ACTION ITEM:
Wherever a line in the data holds the word "config", pull that line out.

[Stored data]
......

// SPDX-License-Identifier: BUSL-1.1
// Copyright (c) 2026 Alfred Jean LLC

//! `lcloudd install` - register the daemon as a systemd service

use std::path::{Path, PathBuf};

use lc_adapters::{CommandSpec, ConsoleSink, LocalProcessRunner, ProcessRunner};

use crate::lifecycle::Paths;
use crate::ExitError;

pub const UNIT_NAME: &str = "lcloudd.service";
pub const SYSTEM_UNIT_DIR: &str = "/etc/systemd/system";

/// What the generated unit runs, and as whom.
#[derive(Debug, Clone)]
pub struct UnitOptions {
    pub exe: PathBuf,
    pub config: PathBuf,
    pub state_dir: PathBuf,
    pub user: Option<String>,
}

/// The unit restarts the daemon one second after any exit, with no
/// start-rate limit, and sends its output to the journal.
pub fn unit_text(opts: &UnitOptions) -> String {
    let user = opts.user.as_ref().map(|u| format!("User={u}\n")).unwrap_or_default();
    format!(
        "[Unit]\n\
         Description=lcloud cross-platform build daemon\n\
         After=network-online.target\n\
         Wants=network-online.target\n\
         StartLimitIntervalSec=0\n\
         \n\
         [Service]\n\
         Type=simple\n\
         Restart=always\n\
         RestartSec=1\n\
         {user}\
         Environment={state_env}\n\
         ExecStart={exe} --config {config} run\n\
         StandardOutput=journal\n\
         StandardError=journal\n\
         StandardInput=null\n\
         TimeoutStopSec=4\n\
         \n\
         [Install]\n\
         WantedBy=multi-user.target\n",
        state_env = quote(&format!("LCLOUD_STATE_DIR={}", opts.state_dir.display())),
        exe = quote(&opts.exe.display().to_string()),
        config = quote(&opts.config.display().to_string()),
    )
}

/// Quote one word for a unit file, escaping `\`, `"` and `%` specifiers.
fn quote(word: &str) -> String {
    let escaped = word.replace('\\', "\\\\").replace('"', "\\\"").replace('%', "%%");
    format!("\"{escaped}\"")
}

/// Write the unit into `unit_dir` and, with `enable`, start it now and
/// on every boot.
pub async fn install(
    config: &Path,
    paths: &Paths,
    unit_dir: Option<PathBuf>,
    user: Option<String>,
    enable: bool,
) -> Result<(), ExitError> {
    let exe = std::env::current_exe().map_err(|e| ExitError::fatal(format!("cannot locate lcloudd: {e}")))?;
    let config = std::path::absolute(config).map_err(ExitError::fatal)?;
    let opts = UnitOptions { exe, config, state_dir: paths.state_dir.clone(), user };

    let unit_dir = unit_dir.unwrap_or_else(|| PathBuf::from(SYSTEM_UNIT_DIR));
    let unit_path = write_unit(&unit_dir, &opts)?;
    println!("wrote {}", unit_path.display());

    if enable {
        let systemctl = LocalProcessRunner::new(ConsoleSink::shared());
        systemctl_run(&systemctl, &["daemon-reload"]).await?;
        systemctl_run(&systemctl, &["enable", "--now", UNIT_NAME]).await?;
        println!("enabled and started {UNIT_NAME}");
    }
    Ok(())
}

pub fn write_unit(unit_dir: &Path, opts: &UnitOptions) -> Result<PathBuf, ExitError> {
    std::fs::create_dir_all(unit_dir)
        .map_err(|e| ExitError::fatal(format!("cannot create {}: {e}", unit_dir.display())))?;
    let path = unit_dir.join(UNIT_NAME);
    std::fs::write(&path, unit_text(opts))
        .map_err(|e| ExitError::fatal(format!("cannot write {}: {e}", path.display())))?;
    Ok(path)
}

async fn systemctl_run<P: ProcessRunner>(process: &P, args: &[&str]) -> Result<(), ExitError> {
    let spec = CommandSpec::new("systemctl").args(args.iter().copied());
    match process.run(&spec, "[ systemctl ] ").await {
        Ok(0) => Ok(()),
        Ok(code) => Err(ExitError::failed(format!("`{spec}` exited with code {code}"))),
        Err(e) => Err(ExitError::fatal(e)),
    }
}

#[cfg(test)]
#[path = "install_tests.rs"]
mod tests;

......

COMPLETED TASK:
    pub config: PathBuf,
         ExecStart={exe} --config {config} run\n\
        config = quote(&opts.config.display().to_string()),
    config: &Path,
    let config = std::path::absolute(config).map_err(ExitError::fatal)?;
    let opts = UnitOptions { exe, config, state_dir: paths.state_dir.clone(), user };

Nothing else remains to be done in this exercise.